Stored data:
────────────────────
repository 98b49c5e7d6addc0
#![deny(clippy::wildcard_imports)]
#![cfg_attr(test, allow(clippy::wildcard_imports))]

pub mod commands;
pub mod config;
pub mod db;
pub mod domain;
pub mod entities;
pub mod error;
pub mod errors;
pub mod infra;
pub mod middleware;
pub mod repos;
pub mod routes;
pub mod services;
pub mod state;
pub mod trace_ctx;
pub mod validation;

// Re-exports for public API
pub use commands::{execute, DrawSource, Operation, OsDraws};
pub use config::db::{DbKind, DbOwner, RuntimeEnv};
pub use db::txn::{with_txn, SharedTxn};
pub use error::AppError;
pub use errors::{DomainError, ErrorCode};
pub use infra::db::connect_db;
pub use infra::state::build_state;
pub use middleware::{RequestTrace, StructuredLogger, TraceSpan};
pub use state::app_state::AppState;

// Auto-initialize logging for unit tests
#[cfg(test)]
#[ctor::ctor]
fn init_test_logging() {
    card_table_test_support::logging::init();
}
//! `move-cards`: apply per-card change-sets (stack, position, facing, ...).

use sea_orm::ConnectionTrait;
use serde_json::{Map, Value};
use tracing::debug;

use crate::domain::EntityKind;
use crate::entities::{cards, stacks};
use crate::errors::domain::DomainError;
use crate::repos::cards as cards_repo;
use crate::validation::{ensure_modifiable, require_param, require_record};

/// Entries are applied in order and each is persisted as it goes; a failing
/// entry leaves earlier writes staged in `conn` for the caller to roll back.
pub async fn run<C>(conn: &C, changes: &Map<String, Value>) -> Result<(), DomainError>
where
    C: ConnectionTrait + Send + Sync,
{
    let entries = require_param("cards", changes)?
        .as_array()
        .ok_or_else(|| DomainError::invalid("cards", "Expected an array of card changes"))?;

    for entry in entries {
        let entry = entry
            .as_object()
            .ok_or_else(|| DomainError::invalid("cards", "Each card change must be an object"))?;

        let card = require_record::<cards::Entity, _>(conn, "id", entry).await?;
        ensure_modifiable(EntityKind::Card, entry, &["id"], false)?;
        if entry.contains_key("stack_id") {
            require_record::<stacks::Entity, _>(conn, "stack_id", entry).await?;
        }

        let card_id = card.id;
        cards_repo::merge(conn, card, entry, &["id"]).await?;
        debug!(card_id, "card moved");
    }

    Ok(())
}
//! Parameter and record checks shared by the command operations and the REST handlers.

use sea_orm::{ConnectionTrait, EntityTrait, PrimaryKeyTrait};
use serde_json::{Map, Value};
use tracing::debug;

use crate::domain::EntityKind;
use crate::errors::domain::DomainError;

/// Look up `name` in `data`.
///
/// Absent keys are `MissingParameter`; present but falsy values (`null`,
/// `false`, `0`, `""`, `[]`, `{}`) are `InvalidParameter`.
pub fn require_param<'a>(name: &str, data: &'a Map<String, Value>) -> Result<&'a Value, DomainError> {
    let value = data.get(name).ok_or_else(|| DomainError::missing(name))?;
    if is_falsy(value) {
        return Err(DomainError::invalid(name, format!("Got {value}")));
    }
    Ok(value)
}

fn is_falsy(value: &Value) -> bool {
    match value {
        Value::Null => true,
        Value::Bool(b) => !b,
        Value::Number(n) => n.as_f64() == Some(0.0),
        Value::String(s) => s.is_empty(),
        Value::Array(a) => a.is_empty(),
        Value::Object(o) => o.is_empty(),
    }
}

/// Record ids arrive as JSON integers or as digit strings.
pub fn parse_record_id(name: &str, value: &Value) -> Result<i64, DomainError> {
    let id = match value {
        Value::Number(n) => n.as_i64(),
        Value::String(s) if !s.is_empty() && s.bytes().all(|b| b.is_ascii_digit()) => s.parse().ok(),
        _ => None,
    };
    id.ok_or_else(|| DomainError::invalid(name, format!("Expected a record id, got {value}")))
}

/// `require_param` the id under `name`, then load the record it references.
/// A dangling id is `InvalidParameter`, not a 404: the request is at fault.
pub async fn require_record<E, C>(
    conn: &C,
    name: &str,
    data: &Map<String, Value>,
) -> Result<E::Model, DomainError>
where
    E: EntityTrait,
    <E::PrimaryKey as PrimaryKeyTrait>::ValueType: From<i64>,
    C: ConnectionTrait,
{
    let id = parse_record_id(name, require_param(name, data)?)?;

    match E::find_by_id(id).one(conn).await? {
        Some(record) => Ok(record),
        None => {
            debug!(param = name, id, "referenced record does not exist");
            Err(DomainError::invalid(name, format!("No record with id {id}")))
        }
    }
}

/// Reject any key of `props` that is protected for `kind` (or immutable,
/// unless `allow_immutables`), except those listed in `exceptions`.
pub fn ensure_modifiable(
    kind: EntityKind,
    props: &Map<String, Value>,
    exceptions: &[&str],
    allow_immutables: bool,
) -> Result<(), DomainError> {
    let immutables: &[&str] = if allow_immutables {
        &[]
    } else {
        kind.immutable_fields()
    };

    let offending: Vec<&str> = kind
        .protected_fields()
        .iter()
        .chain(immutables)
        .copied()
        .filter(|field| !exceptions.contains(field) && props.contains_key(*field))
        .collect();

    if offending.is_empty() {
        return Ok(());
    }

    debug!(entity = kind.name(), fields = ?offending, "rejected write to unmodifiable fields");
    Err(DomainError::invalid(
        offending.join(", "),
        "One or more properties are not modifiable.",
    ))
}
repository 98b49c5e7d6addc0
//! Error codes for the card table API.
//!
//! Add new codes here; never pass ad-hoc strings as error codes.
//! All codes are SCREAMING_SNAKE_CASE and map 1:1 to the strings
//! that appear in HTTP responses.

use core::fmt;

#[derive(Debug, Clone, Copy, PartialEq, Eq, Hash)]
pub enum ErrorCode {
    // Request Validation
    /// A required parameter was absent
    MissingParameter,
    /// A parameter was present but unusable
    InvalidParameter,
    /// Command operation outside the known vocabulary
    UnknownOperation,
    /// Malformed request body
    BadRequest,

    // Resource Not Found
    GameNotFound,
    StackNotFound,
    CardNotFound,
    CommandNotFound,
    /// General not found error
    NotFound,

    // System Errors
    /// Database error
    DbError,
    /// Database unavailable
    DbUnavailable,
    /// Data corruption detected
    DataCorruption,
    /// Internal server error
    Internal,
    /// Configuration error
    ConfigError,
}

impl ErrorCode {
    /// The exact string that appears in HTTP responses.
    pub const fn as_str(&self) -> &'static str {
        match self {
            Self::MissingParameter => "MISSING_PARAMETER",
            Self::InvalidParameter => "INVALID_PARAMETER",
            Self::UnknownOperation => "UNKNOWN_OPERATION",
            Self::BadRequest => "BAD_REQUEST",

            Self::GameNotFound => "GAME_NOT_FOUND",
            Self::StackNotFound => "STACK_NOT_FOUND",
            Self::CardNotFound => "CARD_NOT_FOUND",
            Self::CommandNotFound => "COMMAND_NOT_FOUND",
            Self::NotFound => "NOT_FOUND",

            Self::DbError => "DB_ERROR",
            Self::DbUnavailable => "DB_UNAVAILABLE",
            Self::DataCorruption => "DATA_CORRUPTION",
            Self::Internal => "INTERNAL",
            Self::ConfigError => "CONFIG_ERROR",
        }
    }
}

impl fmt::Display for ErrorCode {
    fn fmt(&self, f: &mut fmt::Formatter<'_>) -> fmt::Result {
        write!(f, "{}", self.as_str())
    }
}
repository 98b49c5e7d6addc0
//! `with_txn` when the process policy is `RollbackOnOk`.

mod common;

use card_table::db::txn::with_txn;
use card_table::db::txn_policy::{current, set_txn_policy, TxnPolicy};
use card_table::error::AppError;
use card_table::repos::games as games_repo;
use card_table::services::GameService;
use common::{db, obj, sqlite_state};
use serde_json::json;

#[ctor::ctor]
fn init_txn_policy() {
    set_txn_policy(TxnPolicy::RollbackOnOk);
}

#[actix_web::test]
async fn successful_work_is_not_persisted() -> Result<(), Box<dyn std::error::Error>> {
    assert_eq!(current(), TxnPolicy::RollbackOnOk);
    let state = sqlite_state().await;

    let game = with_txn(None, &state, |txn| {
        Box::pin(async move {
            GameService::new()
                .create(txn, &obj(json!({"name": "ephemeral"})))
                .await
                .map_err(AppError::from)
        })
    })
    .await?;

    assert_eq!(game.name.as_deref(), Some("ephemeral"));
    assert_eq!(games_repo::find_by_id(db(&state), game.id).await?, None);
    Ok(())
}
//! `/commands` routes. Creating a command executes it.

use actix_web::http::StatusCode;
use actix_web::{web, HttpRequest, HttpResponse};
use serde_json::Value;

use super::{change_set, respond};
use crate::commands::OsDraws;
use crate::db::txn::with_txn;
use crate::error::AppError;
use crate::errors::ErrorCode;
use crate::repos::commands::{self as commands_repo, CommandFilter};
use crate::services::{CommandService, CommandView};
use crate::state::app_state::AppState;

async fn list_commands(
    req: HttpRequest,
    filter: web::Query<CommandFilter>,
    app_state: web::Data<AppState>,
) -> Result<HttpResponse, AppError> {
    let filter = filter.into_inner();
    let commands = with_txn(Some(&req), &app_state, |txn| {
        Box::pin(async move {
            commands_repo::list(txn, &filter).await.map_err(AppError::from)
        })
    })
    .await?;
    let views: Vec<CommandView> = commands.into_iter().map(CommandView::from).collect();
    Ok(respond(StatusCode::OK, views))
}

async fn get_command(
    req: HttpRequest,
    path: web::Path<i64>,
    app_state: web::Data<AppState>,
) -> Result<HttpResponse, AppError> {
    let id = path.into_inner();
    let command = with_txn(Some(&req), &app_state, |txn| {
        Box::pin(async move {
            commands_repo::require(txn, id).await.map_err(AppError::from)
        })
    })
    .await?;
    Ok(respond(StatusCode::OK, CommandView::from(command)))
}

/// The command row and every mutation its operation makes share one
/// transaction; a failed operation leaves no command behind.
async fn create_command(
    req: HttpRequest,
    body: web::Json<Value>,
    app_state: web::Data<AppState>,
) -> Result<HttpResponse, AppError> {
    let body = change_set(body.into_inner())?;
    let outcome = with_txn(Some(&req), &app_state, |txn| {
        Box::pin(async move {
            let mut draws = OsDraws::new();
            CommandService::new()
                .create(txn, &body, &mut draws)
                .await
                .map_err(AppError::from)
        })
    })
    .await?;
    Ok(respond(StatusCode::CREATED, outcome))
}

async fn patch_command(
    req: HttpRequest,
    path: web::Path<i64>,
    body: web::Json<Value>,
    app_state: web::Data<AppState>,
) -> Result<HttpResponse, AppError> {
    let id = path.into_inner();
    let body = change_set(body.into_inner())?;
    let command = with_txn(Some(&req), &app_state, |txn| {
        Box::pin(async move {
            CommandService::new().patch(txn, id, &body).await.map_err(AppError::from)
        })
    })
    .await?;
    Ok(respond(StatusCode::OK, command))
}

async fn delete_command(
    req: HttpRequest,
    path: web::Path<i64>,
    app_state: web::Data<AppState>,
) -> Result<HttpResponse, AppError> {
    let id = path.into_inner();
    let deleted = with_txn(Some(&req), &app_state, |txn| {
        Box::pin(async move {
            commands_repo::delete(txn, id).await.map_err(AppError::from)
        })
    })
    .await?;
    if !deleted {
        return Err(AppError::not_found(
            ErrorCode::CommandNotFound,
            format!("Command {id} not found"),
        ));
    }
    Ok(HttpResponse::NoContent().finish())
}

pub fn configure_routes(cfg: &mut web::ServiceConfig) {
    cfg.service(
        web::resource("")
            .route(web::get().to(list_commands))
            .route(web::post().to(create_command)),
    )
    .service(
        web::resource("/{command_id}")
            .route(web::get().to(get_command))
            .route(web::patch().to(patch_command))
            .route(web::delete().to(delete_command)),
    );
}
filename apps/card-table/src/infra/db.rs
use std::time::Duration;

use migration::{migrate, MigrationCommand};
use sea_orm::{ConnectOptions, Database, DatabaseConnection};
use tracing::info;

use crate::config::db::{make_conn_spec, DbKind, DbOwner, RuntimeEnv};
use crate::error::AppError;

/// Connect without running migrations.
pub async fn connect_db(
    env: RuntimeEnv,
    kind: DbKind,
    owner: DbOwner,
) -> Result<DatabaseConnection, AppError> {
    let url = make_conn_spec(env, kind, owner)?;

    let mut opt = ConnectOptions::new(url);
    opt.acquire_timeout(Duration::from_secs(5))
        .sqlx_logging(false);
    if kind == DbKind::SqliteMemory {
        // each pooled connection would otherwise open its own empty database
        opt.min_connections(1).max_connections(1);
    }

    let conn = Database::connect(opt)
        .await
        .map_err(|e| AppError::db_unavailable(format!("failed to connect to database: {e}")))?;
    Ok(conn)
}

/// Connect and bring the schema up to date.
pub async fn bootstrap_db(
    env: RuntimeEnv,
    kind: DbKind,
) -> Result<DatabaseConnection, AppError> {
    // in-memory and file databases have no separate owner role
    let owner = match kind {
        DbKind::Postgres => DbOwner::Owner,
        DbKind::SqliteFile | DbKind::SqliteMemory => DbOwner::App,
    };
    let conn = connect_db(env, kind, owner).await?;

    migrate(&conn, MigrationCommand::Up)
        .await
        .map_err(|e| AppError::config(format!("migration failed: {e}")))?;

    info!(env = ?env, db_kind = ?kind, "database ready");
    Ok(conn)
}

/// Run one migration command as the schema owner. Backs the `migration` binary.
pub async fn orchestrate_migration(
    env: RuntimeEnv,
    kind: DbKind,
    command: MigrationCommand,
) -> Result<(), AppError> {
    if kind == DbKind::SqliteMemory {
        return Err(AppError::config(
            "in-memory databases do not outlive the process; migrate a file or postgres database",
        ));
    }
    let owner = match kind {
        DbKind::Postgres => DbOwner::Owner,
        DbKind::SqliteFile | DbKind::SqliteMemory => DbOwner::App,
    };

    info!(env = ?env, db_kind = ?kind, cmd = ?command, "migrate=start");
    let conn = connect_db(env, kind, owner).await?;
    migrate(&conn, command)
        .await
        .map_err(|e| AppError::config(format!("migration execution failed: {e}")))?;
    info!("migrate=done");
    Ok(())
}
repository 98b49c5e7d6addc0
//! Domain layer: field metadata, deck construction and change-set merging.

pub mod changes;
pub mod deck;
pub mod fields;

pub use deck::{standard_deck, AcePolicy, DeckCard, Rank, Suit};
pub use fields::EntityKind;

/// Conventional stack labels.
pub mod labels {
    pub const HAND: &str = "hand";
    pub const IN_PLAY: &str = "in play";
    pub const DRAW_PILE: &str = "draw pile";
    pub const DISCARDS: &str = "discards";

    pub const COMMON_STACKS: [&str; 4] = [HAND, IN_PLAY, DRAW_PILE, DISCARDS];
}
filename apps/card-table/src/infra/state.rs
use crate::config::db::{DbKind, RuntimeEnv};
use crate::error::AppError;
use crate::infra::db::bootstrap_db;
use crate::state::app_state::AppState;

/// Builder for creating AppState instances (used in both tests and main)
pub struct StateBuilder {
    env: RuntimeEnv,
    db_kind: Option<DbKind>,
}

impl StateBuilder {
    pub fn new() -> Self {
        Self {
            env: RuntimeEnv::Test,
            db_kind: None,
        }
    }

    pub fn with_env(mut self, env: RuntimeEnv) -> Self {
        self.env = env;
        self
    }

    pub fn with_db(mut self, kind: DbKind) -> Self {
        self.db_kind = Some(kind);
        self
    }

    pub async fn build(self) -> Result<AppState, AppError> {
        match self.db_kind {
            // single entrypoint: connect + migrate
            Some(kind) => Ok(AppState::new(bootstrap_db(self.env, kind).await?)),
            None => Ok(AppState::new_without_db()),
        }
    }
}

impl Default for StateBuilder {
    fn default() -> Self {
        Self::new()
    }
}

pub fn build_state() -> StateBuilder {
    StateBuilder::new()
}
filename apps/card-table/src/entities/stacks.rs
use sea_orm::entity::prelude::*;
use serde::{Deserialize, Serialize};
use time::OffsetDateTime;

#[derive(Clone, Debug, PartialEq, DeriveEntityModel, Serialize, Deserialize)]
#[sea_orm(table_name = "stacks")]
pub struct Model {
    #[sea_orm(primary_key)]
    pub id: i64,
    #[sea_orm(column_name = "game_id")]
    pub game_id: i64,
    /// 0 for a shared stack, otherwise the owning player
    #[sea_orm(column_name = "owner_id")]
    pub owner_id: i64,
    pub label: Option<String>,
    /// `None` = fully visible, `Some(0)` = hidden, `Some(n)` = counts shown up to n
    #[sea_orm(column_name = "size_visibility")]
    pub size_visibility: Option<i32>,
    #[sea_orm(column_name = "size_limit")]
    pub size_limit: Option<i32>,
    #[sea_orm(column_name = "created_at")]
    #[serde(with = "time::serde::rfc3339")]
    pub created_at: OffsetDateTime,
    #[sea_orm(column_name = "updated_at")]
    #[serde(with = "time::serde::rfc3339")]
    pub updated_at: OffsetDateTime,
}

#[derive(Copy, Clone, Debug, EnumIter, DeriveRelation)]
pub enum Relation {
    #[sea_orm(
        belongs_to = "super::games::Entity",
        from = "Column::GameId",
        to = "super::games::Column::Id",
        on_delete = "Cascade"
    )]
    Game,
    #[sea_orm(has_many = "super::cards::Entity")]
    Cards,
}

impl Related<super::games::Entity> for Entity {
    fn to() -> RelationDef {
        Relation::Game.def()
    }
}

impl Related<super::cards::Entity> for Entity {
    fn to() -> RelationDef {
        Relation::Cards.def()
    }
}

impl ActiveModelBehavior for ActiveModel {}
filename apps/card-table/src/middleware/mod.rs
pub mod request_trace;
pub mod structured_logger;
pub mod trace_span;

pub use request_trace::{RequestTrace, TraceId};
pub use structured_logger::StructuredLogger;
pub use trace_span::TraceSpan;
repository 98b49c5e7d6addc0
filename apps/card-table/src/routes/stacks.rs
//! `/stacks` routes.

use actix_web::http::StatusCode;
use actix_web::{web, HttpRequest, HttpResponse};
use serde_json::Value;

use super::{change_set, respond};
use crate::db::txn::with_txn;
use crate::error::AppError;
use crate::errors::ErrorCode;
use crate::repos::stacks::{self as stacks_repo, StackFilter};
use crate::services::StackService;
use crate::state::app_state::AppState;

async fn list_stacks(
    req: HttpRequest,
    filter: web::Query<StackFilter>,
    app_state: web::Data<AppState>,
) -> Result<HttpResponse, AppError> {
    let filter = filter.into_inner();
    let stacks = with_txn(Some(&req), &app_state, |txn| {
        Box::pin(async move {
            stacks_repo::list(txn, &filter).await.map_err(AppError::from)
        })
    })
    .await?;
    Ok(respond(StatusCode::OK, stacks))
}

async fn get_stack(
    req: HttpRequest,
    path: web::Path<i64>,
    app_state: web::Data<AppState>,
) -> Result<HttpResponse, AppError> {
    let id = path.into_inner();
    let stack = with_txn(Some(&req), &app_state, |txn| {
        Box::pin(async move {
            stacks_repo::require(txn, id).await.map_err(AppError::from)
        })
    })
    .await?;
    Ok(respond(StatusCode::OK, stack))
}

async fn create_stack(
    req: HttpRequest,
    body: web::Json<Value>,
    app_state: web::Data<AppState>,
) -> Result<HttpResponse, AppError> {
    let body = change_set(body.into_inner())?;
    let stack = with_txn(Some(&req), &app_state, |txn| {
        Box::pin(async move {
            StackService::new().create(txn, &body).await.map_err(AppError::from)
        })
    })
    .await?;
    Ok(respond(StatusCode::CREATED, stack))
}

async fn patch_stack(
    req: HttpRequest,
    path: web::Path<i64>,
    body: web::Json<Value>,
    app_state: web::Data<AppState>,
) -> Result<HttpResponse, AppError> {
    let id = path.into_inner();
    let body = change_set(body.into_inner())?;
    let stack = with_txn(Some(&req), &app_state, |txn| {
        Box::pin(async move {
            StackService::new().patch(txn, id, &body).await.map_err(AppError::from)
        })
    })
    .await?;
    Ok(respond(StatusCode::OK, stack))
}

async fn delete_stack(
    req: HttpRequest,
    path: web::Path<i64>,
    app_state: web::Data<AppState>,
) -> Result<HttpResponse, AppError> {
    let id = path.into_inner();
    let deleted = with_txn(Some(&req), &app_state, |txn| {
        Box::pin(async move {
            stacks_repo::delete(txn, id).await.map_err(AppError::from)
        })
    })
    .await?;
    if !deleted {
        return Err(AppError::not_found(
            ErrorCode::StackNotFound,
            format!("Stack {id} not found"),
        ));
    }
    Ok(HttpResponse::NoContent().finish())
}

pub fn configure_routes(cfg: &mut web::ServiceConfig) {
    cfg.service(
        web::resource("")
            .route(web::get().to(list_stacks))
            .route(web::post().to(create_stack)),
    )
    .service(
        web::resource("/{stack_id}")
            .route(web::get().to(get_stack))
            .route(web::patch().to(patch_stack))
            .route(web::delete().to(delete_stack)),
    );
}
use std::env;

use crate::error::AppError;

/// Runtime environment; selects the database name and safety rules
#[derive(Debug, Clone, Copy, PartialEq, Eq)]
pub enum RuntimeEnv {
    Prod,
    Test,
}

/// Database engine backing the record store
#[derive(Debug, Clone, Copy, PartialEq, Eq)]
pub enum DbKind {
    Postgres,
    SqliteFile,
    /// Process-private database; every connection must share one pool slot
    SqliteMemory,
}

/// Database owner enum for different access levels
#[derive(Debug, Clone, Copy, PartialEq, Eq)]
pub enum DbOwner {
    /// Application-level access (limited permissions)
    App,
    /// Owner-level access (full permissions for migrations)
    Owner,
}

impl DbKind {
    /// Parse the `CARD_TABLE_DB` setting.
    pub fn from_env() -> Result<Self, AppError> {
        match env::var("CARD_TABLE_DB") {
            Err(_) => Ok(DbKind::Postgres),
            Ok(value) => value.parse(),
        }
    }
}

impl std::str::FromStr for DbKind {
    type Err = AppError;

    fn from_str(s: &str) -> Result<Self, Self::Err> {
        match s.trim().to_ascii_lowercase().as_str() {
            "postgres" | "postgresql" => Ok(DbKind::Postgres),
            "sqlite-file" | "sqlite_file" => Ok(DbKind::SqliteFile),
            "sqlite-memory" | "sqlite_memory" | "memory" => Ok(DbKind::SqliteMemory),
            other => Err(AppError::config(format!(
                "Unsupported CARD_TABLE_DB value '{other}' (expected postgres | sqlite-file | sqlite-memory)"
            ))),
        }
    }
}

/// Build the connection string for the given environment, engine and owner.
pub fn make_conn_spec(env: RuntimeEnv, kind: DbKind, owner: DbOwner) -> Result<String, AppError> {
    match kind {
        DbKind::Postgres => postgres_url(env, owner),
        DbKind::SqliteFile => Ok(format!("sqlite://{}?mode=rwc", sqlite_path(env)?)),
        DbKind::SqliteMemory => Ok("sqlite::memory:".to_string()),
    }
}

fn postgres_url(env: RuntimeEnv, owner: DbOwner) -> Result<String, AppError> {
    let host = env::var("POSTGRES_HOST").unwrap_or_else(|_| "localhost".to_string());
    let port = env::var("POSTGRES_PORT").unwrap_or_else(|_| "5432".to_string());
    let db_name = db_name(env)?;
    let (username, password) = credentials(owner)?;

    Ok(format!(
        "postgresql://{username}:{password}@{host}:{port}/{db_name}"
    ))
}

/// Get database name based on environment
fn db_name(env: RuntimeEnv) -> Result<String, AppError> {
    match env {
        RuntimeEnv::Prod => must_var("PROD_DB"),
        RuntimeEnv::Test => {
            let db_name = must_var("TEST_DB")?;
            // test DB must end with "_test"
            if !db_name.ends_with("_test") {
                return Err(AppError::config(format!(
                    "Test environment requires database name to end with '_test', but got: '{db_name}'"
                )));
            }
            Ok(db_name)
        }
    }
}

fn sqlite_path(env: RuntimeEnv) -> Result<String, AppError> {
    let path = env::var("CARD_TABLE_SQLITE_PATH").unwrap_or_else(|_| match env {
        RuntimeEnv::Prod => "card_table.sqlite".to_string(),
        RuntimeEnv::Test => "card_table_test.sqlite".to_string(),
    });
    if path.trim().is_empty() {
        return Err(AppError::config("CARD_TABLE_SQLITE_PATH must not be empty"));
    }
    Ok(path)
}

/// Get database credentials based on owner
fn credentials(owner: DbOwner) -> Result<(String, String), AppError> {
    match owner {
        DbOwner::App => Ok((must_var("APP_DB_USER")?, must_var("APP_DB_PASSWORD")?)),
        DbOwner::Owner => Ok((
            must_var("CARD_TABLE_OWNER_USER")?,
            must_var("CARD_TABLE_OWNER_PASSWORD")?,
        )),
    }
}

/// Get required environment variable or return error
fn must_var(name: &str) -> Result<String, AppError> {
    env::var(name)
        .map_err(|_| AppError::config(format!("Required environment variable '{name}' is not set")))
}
────────────────────
| Instructions to follow |
Find every line in the records that uses the string "responses", then copy it.

| Written reply |
//! that appear in HTTP responses.
    /// The exact string that appears in HTTP responses.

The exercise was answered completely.